Now you have your new show Smash Lab. Heaven help me. A show about, essentially, blowing stuff up. It's a little boy's dream come true. All I hear all day now, are "kasplosion" sounds coming out of my boys: "psshhhkkkkkwweeeeerrrrr!!!!!" "BAAAAAMMMMM!!!" "ssshhhhpppkkkooowwwwwwrrrrrrr!"

These children are all day, jumping off the top of the swing-set, rolling things down the slide, launching objects from the tree house. OR worse....mixing things up IN MY KITCHEN to "see what happens." I cringe when I hear one of them say, "Okay, I'll be Adam and you be Jamie!" Or, like Saturday, when Bear came into the kitchen as I was cleaning the oven and said, "Mommy.
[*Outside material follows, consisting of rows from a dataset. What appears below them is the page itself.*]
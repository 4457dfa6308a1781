//! Surrogate identifiers assigned by a service's own store.
//!
//! These are **service-private**: the admin and frontend stores number their
//! rows independently, so the same book usually has a different `BookId` on
//! each side. Event payloads never carry them.

use core::str::FromStr;
use serde::{Deserialize, Serialize};

use crate::error::DomainError;

/// Local row identifier of a book.
#[derive(Debug, Copy, Clone, PartialEq, Eq, PartialOrd, Ord, Hash, Serialize, Deserialize)]
#[serde(transparent)]
pub struct BookId(i64);

/// Local row identifier of a user.
#[derive(Debug, Copy, Clone, PartialEq, Eq, PartialOrd, Ord, Hash, Serialize, Deserialize)]
#[serde(transparent)]
pub struct UserId(i64);

/// Local row identifier of a borrow record (admin store only).
#[derive(Debug, Copy, Clone, PartialEq, Eq, PartialOrd, Ord, Hash, Serialize, Deserialize)]
#[serde(transparent)]
pub struct BorrowId(i64);

macro_rules! impl_surrogate_id {
    ($t:ty, $name:literal) => {
        impl $t {
            pub fn new(value: i64) -> Self {
                Self(value)
            }

            pub fn get(&self) -> i64 {
                self.0
            }
        }

        impl core::fmt::Display for $t {
            fn fmt(&self, f: &mut core::fmt::Formatter<'_>) -> core::fmt::Result {
                core::fmt::Display::fmt(&self.0, f)
            }
        }

        impl From<i64> for $t {
            fn from(value: i64) -> Self {
                Self(value)
            }
        }

        impl From<$t> for i64 {
            fn from(value: $t) -> Self {
                value.0
            }
        }

        impl FromStr for $t {
            type Err = DomainError;

            fn from_str(s: &str) -> Result<Self, Self::Err> {
                let value = s
                    .trim()
                    .parse::<i64>()
                    .map_err(|e| DomainError::validation(format!("{}: {}", $name, e)))?;
                Ok(Self(value))
            }
        }
    };
}

impl_surrogate_id!(BookId, "BookId");
impl_surrogate_id!(UserId, "UserId");
impl_surrogate_id!(BorrowId, "BorrowId");

#[cfg(test)]
mod tests {
    use super::*;

    #[test]
    fn parses_and_displays() {
        let id: BookId = " 42 ".parse().unwrap();
        assert_eq!(id.get(), 42);
        assert_eq!(id.to_string(), "42");
    }

    #[test]
    fn rejects_garbage() {
        assert!("abc".parse::<UserId>().is_err());
    }
}
//! Infrastructure layer: stores, broker transports, replication wiring, config.

pub mod config;
pub mod event_bus;
pub mod reconcile;
pub mod replication;
pub mod repository;
pub mod service;
pub mod sync;

mod integration_tests;

pub use config::{ConfigError, ReplicationConfig};
pub use reconcile::{
    decide_borrow, decide_create, decide_delete, reject_surrogate_ids, BorrowDecision, CreateDecision,
    DeleteDecision, SurrogateIdLeak,
};
pub use replication::{
    apply_book_borrowed, apply_book_deleted, apply_books_created, apply_user_created, BookBorrowedHandler,
    BookDeletedHandler, BookDeletedOutcome, BooksCreatedHandler, BooksCreatedOutcome, BorrowOutcome,
    ReplicationError, UserCreatedHandler, UserCreatedOutcome,
};
pub use repository::{
    BookRepository, BorrowRepository, Repositories, RepositoryError, UserRepository,
};
pub use service::{CatalogService, CirculationService, EventPublisher, PublishError, ServiceError};
pub use sync::{SyncError, SyncService, SyncState};
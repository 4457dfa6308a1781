//! Composition root: one process runs one role's synchronization services.

pub mod app;
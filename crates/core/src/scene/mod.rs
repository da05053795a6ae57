use serde::{Deserialize, Serialize};

use crate::{ClipTimeline, Placement, TextOverlay};

/// Stacking slot of a layer, bottom to top.
#[derive(Debug, Clone, Copy, PartialEq, Eq, PartialOrd, Ord, Hash, Serialize, Deserialize)]
#[serde(rename_all = "snake_case")]
pub enum LayerKind {
    Background,
    Main,
    Text,
    Watermark,
}

#[derive(Debug, Clone, PartialEq, Serialize, Deserialize)]
pub enum LayerContent {
    Clip(ClipTimeline),
    Text(TextOverlay),
}

/// One entry of the ordered layer list handed to composition.
#[derive(Debug, Clone, PartialEq, Serialize, Deserialize)]
pub struct Layer {
    pub kind: LayerKind,
    pub content: LayerContent,
}

impl Layer {
    pub fn background(clip: ClipTimeline) -> Self {
        Self {
            kind: LayerKind::Background,
            content: LayerContent::Clip(clip),
        }
    }

    pub fn main(clip: ClipTimeline) -> Self {
        Self {
            kind: LayerKind::Main,
            content: LayerContent::Clip(clip),
        }
    }

    pub fn text(overlay: TextOverlay) -> Self {
        Self {
            kind: LayerKind::Text,
            content: LayerContent::Text(overlay),
        }
    }

    pub fn watermark(overlay: TextOverlay) -> Self {
        Self {
            kind: LayerKind::Watermark,
            content: LayerContent::Text(overlay),
        }
    }

    pub fn placement(&self) -> Placement {
        match &self.content {
            LayerContent::Clip(clip) => clip.placement(),
            LayerContent::Text(overlay) => overlay.placement,
        }
    }

    /// Returns the layer with its timeline interval limited to `[0, total]`.
    pub fn clamped(self, total: f64) -> Self {
        let content = match self.content {
            LayerContent::Clip(clip) => {
                let start = clip.start.min(total);
                LayerContent::Clip(clip.starting_at(start))
            }
            LayerContent::Text(overlay) => {
                let placement = overlay.placement.clamped(total);
                LayerContent::Text(overlay.with_placement(placement))
            }
        };
        Self {
            kind: self.kind,
            content,
        }
    }
}

/// Stable sort into stacking order; layers of one kind keep their
/// relative order.
pub fn stack_layers(mut layers: Vec<Layer>) -> Vec<Layer> {
    layers.sort_by_key(|layer| layer.kind);
    layers
}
What if there was FOAM all in the oven?!" If felt it my duty to make it clear that if there was foam "all in the oven" that there would also very likely be a little boy who wouldn't be able to sit down for a week. Hmmmmmm.

SO while I do appreciate the humor and especially the educational value of your programming, I also live in fear for my life and property every day. I am asking to to PLEASE take it down a notch?

Might I suggest a program where some really cool, tough looking guys clean their rooms? Or maybe investigate the chemistry of, say, bathroom cleaner and HOW IT WORKS? Or maybe the physics of the vacuum cleaner and show how very, very exciting it is to sweep the rugs? OOOH! Or the science behind Swiffer and how all the cool guys like to dust. Maybe a show called "Real Men MOP!" Or perhaps, "Cool Guys Clean Gutters!"

Thank you for your time and patience, Discovery Channel People. Keep up the good work. Oh, and please know that if anything does happen to me as the result of a crash or "kasplosion", my attorneys have been instructed to sue you first.

Affectionately,
SugarMommy


PS I haven't even mentioned SurvivorMan or Man vs. Wild. Suffice to say, I fear for my children (and our pets) once summer is here and they have time to put these shows into practice. Expect another letter from me say around, July.